Records supplied:

=-=-=

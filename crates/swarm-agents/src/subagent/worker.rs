//! Bounded LLM/tool iteration loop run by every subagent

use tracing::{debug, warn};

use swarm_core::llm::{ChatRequest, LlmProvider, Message};
use swarm_core::telemetry::{new_id, SpanKind, SpanRecord, SpanStatus, TraceSink};
use swarm_core::{RunContext, TaskStatus, ToolView};

/// How a loop ended
#[derive(Debug, Clone, PartialEq, Eq)]
pub struct LoopOutcome {
    pub status: TaskStatus,
    pub content: String,
    pub iterations: u32,
}

impl LoopOutcome {
    fn cancelled(iterations: u32) -> Self {
        Self {
            status: TaskStatus::Cancelled,
            content: "Task was cancelled".to_string(),
            iterations,
        }
    }
}

/// Everything one loop needs, borrowed from the orchestrator
pub struct TaskLoop<'a> {
    pub provider: &'a dyn LlmProvider,
    pub tools: &'a ToolView,
    pub trace: &'a dyn TraceSink,
    pub max_iterations: usize,
    pub model: Option<String>,
}

impl TaskLoop<'_> {
    /// Run until the model answers without tool calls, an LLM call fails,
    /// the context is cancelled, or the iteration cap is hit.
    ///
    /// `ctx.trace.parent_span_id` must be the task's root span.
    pub async fn run(&self, ctx: &RunContext, mut messages: Vec<Message>) -> LoopOutcome {
        let trace_id = ctx.trace.trace_id.clone().unwrap_or_else(new_id);
        let definitions = self.tools.definitions();
        let mut last_content = String::new();
        let mut iterations = 0u32;

        for iteration in 1..=self.max_iterations {
            if ctx.is_cancelled() {
                debug!(iteration, "Task cancelled at iteration boundary");
                return LoopOutcome::cancelled(iterations);
            }
            iterations = iteration as u32;

            let request = ChatRequest {
                messages: messages.clone(),
                tools: definitions.clone(),
                model: self.model.clone(),
                ..Default::default()
            };

            let mut span = SpanRecord::start(
                &trace_id,
                ctx.trace.parent_span_id.clone(),
                SpanKind::LlmCall,
                "llm.chat",
            )
            .attr("iteration", iterations)
            .attr("provider", self.provider.name());

            let response = tokio::select! {
                biased;
                _ = ctx.cancel.cancelled() => {
                    self.trace.emit(span.finish(SpanStatus::Cancelled));
                    return LoopOutcome::cancelled(iterations);
                }
                response = self.provider.chat(request) => response,
            };

            let response = match response {
                Ok(response) => response,
                Err(e) => {
                    span.set_attr("error", e.to_string());
                    self.trace.emit(span.finish(SpanStatus::Error));
                    warn!(iteration, "LLM call failed: {}", e);
                    return LoopOutcome {
                        status: TaskStatus::Failed,
                        content: e.to_string(),
                        iterations,
                    };
                }
            };

            if let Some(usage) = response.usage {
                span.set_attr("input_tokens", usage.input_tokens);
                span.set_attr("output_tokens", usage.output_tokens);
            }
            span.set_attr("tool_calls", response.tool_calls.len());
            self.trace.emit(span.finish(SpanStatus::Ok));

            if !response.has_tool_calls() {
                return LoopOutcome {
                    status: TaskStatus::Completed,
                    content: response.content,
                    iterations,
                };
            }

            last_content = response.content.clone();
            messages.push(Message::assistant_with_tools(
                response.content,
                response.tool_calls.clone(),
            ));

            // Results go back in the order the model issued the calls
            for call in response.tool_calls {
                debug!(tool = %call.name, iteration, "Executing tool");
                let span = SpanRecord::start(
                    &trace_id,
                    ctx.trace.parent_span_id.clone(),
                    SpanKind::ToolCall,
                    call.name.clone(),
                )
                .attr("iteration", iterations);

                let result = self.tools.execute(ctx, &call.name, call.arguments).await;
                let status = if result.is_error {
                    SpanStatus::Error
                } else {
                    SpanStatus::Ok
                };
                self.trace.emit(span.finish(status));

                messages.push(Message::tool_result(call.id, result.output, result.is_error));
            }
        }

        warn!(iterations, "Task hit the iteration limit");
        let note = format!(
            "[Stopped after reaching the iteration limit of {}]",
            self.max_iterations
        );
        LoopOutcome {
            status: TaskStatus::Completed,
            content: if last_content.is_empty() {
                note
            } else {
                format!("{}\n\n{}", last_content, note)
            },
            iterations,
        }
    }
}

#[cfg(test)]
mod tests {
    use super::*;
    use crate::test_support::{EchoTool, RecordingSink, ScriptedProvider};
    use serde_json::json;
    use std::sync::Arc;
    use swarm_core::llm::Role;
    use swarm_core::ToolManager;

    fn view() -> ToolView {
        let mut manager = ToolManager::new();
        manager.register(Arc::new(EchoTool("read_file")));
        ToolView::unrestricted(Arc::new(manager))
    }

    fn task_loop<'a>(
        provider: &'a ScriptedProvider,
        tools: &'a ToolView,
        sink: &'a RecordingSink,
        max_iterations: usize,
    ) -> TaskLoop<'a> {
        TaskLoop {
            provider,
            tools,
            trace: sink,
            max_iterations,
            model: None,
        }
    }

    #[tokio::test]
    async fn test_tool_results_feed_next_iteration() {
        let provider = ScriptedProvider::new()
            .tool_call("c1", "read_file", json!({"path": "a"}))
            .reply("final answer");
        let tools = view();
        let sink = RecordingSink::new();

        let outcome = task_loop(&provider, &tools, &sink, 5)
            .run(&RunContext::new(), vec![Message::user("go")])
            .await;

        assert_eq!(outcome.status, TaskStatus::Completed);
        assert_eq!(outcome.content, "final answer");
        assert_eq!(outcome.iterations, 2);

        let second = &provider.requests()[1];
        let tool_msg = second.messages.last().unwrap();
        assert_eq!(tool_msg.role, Role::Tool);
        assert_eq!(tool_msg.tool_call_id.as_deref(), Some("c1"));
        assert!(tool_msg.content.starts_with("read_file:"));

        let kinds: Vec<_> = sink.spans().iter().map(|s| s.kind).collect();
        assert_eq!(kinds, vec![SpanKind::LlmCall, SpanKind::ToolCall, SpanKind::LlmCall]);
    }

    #[tokio::test]
    async fn test_llm_error_fails_without_retry() {
        let provider = ScriptedProvider::new().fail("rate limited").reply("never");
        let tools = view();
        let sink = RecordingSink::new();

        let outcome = task_loop(&provider, &tools, &sink, 5)
            .run(&RunContext::new(), vec![Message::user("go")])
            .await;

        assert_eq!(outcome.status, TaskStatus::Failed);
        assert!(outcome.content.contains("rate limited"));
        assert_eq!(outcome.iterations, 1);
        assert_eq!(provider.calls(), 1);
    }

    #[tokio::test]
    async fn test_cancelled_before_start() {
        let provider = ScriptedProvider::new();
        let tools = view();
        let sink = RecordingSink::new();
        let ctx = RunContext::new();
        ctx.cancel.cancel();

        let outcome = task_loop(&provider, &tools, &sink, 5)
            .run(&ctx, vec![Message::user("go")])
            .await;

        assert_eq!(outcome.status, TaskStatus::Cancelled);
        assert_eq!(outcome.iterations, 0);
        assert_eq!(provider.calls(), 0);
    }

    #[tokio::test]
    async fn test_iteration_cap_completes_with_note() {
        let provider = ScriptedProvider::new()
            .tool_call("c1", "read_file", json!({}))
            .tool_call("c2", "read_file", json!({}))
            .tool_call("c3", "read_file", json!({}));
        let tools = view();
        let sink = RecordingSink::new();

        let outcome = task_loop(&provider, &tools, &sink, 2)
            .run(&RunContext::new(), vec![Message::user("go")])
            .await;

        assert_eq!(outcome.status, TaskStatus::Completed);
        assert_eq!(outcome.iterations, 2);
        assert!(outcome.content.contains("iteration limit of 2"));
        assert_eq!(provider.calls(), 2);
    }

    #[tokio::test]
    async fn test_hidden_tool_call_returns_error_result() {
        let provider = ScriptedProvider::new()
            .tool_call("c1", "exec", json!("rm -rf /"))
            .reply("ok");
        let tools = view();
        let sink = RecordingSink::new();

        let outcome = task_loop(&provider, &tools, &sink, 5)
            .run(&RunContext::new(), vec![Message::user("go")])
            .await;

        assert_eq!(outcome.status, TaskStatus::Completed);
        let tool_msg = provider.requests()[1].messages.last().cloned().unwrap();
        assert!(tool_msg.is_error);
    }
}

=-=-=

From the entries above, print the lines beginning at the one with "let second = &provider.requests()[1];" and stopping after the one with "ctx.cancel.cancel();", exactly as written and with nothing else.

        let second = &provider.requests()[1];
        let tool_msg = second.messages.last().unwrap();
        assert_eq!(tool_msg.role, Role::Tool);
        assert_eq!(tool_msg.tool_call_id.as_deref(), Some("c1"));
        assert!(tool_msg.content.starts_with("read_file:"));

        let kinds: Vec<_> = sink.spans().iter().map(|s| s.kind).collect();
        assert_eq!(kinds, vec![SpanKind::LlmCall, SpanKind::ToolCall, SpanKind::LlmCall]);
    }

    #[tokio::test]
    async fn test_llm_error_fails_without_retry() {
        let provider = ScriptedProvider::new().fail("rate limited").reply("never");
        let tools = view();
        let sink = RecordingSink::new();

        let outcome = task_loop(&provider, &tools, &sink, 5)
            .run(&RunContext::new(), vec![Message::user("go")])
            .await;

        assert_eq!(outcome.status, TaskStatus::Failed);
        assert!(outcome.content.contains("rate limited"));
        assert_eq!(outcome.iterations, 1);
        assert_eq!(provider.calls(), 1);
    }

    #[tokio::test]
    async fn test_cancelled_before_start() {
        let provider = ScriptedProvider::new();
        let tools = view();
        let sink = RecordingSink::new();
        let ctx = RunContext::new();
        ctx.cancel.cancel();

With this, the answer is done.